Down to the last character, transcribe every record.

*** GIVEN RECORDS Section Begins ***

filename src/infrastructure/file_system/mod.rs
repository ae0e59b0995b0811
pub mod local_file_storage;

pub use local_file_storage::LocalFileStorage;
//! Process-local vector store.
//!
//! Records live in a `HashMap` keyed by chunk id behind a
//! `tokio::sync::RwLock`; search is a linear cosine-similarity scan. Nothing
//! survives a restart.

use std::collections::HashMap;

use async_trait::async_trait;
use pgvector::Vector;
use tokio::sync::RwLock;
use uuid::Uuid;

use crate::domain::entities::{ContentChunk, ScoredChunk, embedding::cosine_similarity};
use crate::domain::repositories::{VectorRecord, VectorStore, vector_store::VectorStoreError};

const BACKEND: &str = "memory";

#[derive(Debug)]
pub struct InMemoryVectorStore {
    dimension: usize,
    records: RwLock<HashMap<String, VectorRecord>>,
}

impl InMemoryVectorStore {
    pub fn new(dimension: usize) -> Self {
        Self {
            dimension,
            records: RwLock::new(HashMap::new()),
        }
    }

    fn check_dimension(&self, actual: usize) -> Result<(), VectorStoreError> {
        if actual != self.dimension {
            return Err(VectorStoreError::DimensionMismatch {
                expected: self.dimension,
                actual,
            });
        }
        Ok(())
    }
}

#[async_trait]
impl VectorStore for InMemoryVectorStore {
    async fn add(&self, records: &[VectorRecord]) -> Result<(), VectorStoreError> {
        // Validate the whole batch before taking the lock so a bad record
        // leaves the store untouched.
        for record in records {
            self.check_dimension(record.embedding.dimension())?;
        }

        let mut store = self.records.write().await;
        for record in records {
            store.insert(record.chunk.id().to_string(), record.clone());
        }
        Ok(())
    }

    async fn search(
        &self,
        query_vector: &Vector,
        top_k: usize,
    ) -> Result<Vec<ScoredChunk>, VectorStoreError> {
        let query = query_vector.as_slice();
        self.check_dimension(query.len())?;

        let store = self.records.read().await;
        let mut scored: Vec<ScoredChunk> = store
            .values()
            .map(|record| ScoredChunk {
                chunk: record.chunk.clone(),
                score: cosine_similarity(record.embedding.embedding().as_slice(), query),
            })
            .collect();

        scored.sort_by(|a, b| {
            b.score
                .partial_cmp(&a.score)
                .unwrap_or(std::cmp::Ordering::Equal)
                .then_with(|| a.chunk.id().cmp(b.chunk.id()))
        });
        scored.truncate(top_k);
        Ok(scored)
    }

    async fn chunks_for_document(
        &self,
        document_id: Uuid,
    ) -> Result<Vec<ContentChunk>, VectorStoreError> {
        let store = self.records.read().await;
        let mut chunks: Vec<ContentChunk> = store
            .values()
            .filter(|record| record.chunk.belongs_to(document_id))
            .map(|record| record.chunk.clone())
            .collect();
        chunks.sort_by_key(|chunk| chunk.chunk_index());
        Ok(chunks)
    }

    async fn delete_by_document(&self, document_id: Uuid) -> Result<u64, VectorStoreError> {
        let mut store = self.records.write().await;
        let before = store.len();
        store.retain(|_, record| !record.chunk.belongs_to(document_id));
        Ok((before - store.len()) as u64)
    }

    async fn count(&self) -> Result<u64, VectorStoreError> {
        Ok(self.records.read().await.len() as u64)
    }

    fn backend_name(&self) -> &'static str {
        BACKEND
    }
}

#[cfg(test)]
mod tests {
    use super::*;
    use crate::domain::entities::Embedding;
    use crate::domain::value_objects::ChunkMetadata;

    fn record(document_id: Uuid, index: i32, vector: Vec<f32>) -> VectorRecord {
        let chunk = ContentChunk::new(
            document_id,
            format!("chunk {}", index),
            index,
            index * 10,
            ChunkMetadata::new(),
        );
        let embedding = Embedding::new(chunk.id().to_string(), "test".to_string(), Vector::from(vector));
        VectorRecord::new(chunk, embedding).unwrap()
    }

    #[tokio::test]
    async fn test_search_orders_by_similarity() {
        let store = InMemoryVectorStore::new(2);
        let doc = Uuid::new_v4();
        store
            .add(&[
                record(doc, 0, vec![1.0, 0.0]),
                record(doc, 1, vec![0.0, 1.0]),
                record(doc, 2, vec![0.7, 0.7]),
            ])
            .await
            .unwrap();

        let results = store.search(&Vector::from(vec![1.0, 0.1]), 2).await.unwrap();

        assert_eq!(results.len(), 2);
        assert_eq!(results[0].chunk.chunk_index(), 0);
        assert_eq!(results[1].chunk.chunk_index(), 2);
        assert!(results[0].score >= results[1].score);
    }

    #[tokio::test]
    async fn test_rejects_wrong_dimension_without_partial_write() {
        let store = InMemoryVectorStore::new(2);
        let doc = Uuid::new_v4();

        let err = store
            .add(&[record(doc, 0, vec![1.0, 0.0]), record(doc, 1, vec![1.0, 0.0, 0.0])])
            .await
            .unwrap_err();

        assert!(matches!(
            err,
            VectorStoreError::DimensionMismatch {
                expected: 2,
                actual: 3
            }
        ));
        assert_eq!(store.count().await.unwrap(), 0);
    }

    #[tokio::test]
    async fn test_delete_by_document_only_touches_that_document() {
        let store = InMemoryVectorStore::new(2);
        let first = Uuid::new_v4();
        let second = Uuid::new_v4();
        store
            .add(&[
                record(first, 0, vec![1.0, 0.0]),
                record(first, 1, vec![0.0, 1.0]),
                record(second, 0, vec![1.0, 1.0]),
            ])
            .await
            .unwrap();

        assert_eq!(store.delete_by_document(first).await.unwrap(), 2);
        assert_eq!(store.delete_by_document(first).await.unwrap(), 0);
        assert_eq!(store.count().await.unwrap(), 1);
        assert!(store.chunks_for_document(first).await.unwrap().is_empty());
        assert_eq!(store.chunks_for_document(second).await.unwrap().len(), 1);
    }

    #[tokio::test]
    async fn test_rewriting_a_chunk_replaces_it() {
        let store = InMemoryVectorStore::new(2);
        let doc = Uuid::new_v4();
        store.add(&[record(doc, 0, vec![1.0, 0.0])]).await.unwrap();
        store.add(&[record(doc, 0, vec![0.0, 1.0])]).await.unwrap();

        assert_eq!(store.count().await.unwrap(), 1);
    }
}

*** GIVEN RECORDS Section Ends ***

- [YOUR SOLUTION]
filename src/infrastructure/file_system/mod.rs
repository ae0e59b0995b0811
pub mod local_file_storage;

pub use local_file_storage::LocalFileStorage;
//! Process-local vector store.
//!
//! Records live in a `HashMap` keyed by chunk id behind a
//! `tokio::sync::RwLock`; search is a linear cosine-similarity scan. Nothing
//! survives a restart.

use std::collections::HashMap;

use async_trait::async_trait;
use pgvector::Vector;
use tokio::sync::RwLock;
use uuid::Uuid;

use crate::domain::entities::{ContentChunk, ScoredChunk, embedding::cosine_similarity};
use crate::domain::repositories::{VectorRecord, VectorStore, vector_store::VectorStoreError};

const BACKEND: &str = "memory";

#[derive(Debug)]
pub struct InMemoryVectorStore {
    dimension: usize,
    records: RwLock<HashMap<String, VectorRecord>>,
}

impl InMemoryVectorStore {
    pub fn new(dimension: usize) -> Self {
        Self {
            dimension,
            records: RwLock::new(HashMap::new()),
        }
    }

    fn check_dimension(&self, actual: usize) -> Result<(), VectorStoreError> {
        if actual != self.dimension {
            return Err(VectorStoreError::DimensionMismatch {
                expected: self.dimension,
                actual,
            });
        }
        Ok(())
    }
}

#[async_trait]
impl VectorStore for InMemoryVectorStore {
    async fn add(&self, records: &[VectorRecord]) -> Result<(), VectorStoreError> {
        // Validate the whole batch before taking the lock so a bad record
        // leaves the store untouched.
        for record in records {
            self.check_dimension(record.embedding.dimension())?;
        }

        let mut store = self.records.write().await;
        for record in records {
            store.insert(record.chunk.id().to_string(), record.clone());
        }
        Ok(())
    }

    async fn search(
        &self,
        query_vector: &Vector,
        top_k: usize,
    ) -> Result<Vec<ScoredChunk>, VectorStoreError> {
        let query = query_vector.as_slice();
        self.check_dimension(query.len())?;

        let store = self.records.read().await;
        let mut scored: Vec<ScoredChunk> = store
            .values()
            .map(|record| ScoredChunk {
                chunk: record.chunk.clone(),
                score: cosine_similarity(record.embedding.embedding().as_slice(), query),
            })
            .collect();

        scored.sort_by(|a, b| {
            b.score
                .partial_cmp(&a.score)
                .unwrap_or(std::cmp::Ordering::Equal)
                .then_with(|| a.chunk.id().cmp(b.chunk.id()))
        });
        scored.truncate(top_k);
        Ok(scored)
    }

    async fn chunks_for_document(
        &self,
        document_id: Uuid,
    ) -> Result<Vec<ContentChunk>, VectorStoreError> {
        let store = self.records.read().await;
        let mut chunks: Vec<ContentChunk> = store
            .values()
            .filter(|record| record.chunk.belongs_to(document_id))
            .map(|record| record.chunk.clone())
            .collect();
        chunks.sort_by_key(|chunk| chunk.chunk_index());
        Ok(chunks)
    }

    async fn delete_by_document(&self, document_id: Uuid) -> Result<u64, VectorStoreError> {
        let mut store = self.records.write().await;
        let before = store.len();
        store.retain(|_, record| !record.chunk.belongs_to(document_id));
        Ok((before - store.len()) as u64)
    }

    async fn count(&self) -> Result<u64, VectorStoreError> {
        Ok(self.records.read().await.len() as u64)
    }

    fn backend_name(&self) -> &'static str {
        BACKEND
    }
}

#[cfg(test)]
mod tests {
    use super::*;
    use crate::domain::entities::Embedding;
    use crate::domain::value_objects::ChunkMetadata;

    fn record(document_id: Uuid, index: i32, vector: Vec<f32>) -> VectorRecord {
        let chunk = ContentChunk::new(
            document_id,
            format!("chunk {}", index),
            index,
            index * 10,
            ChunkMetadata::new(),
        );
        let embedding = Embedding::new(chunk.id().to_string(), "test".to_string(), Vector::from(vector));
        VectorRecord::new(chunk, embedding).unwrap()
    }

    #[tokio::test]
    async fn test_search_orders_by_similarity() {
        let store = InMemoryVectorStore::new(2);
        let doc = Uuid::new_v4();
        store
            .add(&[
                record(doc, 0, vec![1.0, 0.0]),
                record(doc, 1, vec![0.0, 1.0]),
                record(doc, 2, vec![0.7, 0.7]),
            ])
            .await
            .unwrap();

        let results = store.search(&Vector::from(vec![1.0, 0.1]), 2).await.unwrap();

        assert_eq!(results.len(), 2);
        assert_eq!(results[0].chunk.chunk_index(), 0);
        assert_eq!(results[1].chunk.chunk_index(), 2);
        assert!(results[0].score >= results[1].score);
    }

    #[tokio::test]
    async fn test_rejects_wrong_dimension_without_partial_write() {
        let store = InMemoryVectorStore::new(2);
        let doc = Uuid::new_v4();

        let err = store
            .add(&[record(doc, 0, vec![1.0, 0.0]), record(doc, 1, vec![1.0, 0.0, 0.0])])
            .await
            .unwrap_err();

        assert!(matches!(
            err,
            VectorStoreError::DimensionMismatch {
                expected: 2,
                actual: 3
            }
        ));
        assert_eq!(store.count().await.unwrap(), 0);
    }

    #[tokio::test]
    async fn test_delete_by_document_only_touches_that_document() {
        let store = InMemoryVectorStore::new(2);
        let first = Uuid::new_v4();
        let second = Uuid::new_v4();
        store
            .add(&[
                record(first, 0, vec![1.0, 0.0]),
                record(first, 1, vec![0.0, 1.0]),
                record(second, 0, vec![1.0, 1.0]),
            ])
            .await
            .unwrap();

        assert_eq!(store.delete_by_document(first).await.unwrap(), 2);
        assert_eq!(store.delete_by_document(first).await.unwrap(), 0);
        assert_eq!(store.count().await.unwrap(), 1);
        assert!(store.chunks_for_document(first).await.unwrap().is_empty());
        assert_eq!(store.chunks_for_document(second).await.unwrap().len(), 1);
    }

    #[tokio::test]
    async fn test_rewriting_a_chunk_replaces_it() {
        let store = InMemoryVectorStore::new(2);
        let doc = Uuid::new_v4();
        store.add(&[record(doc, 0, vec![1.0, 0.0])]).await.unwrap();
        store.add(&[record(doc, 0, vec![0.0, 1.0])]).await.unwrap();

        assert_eq!(store.count().await.unwrap(), 1);
    }
}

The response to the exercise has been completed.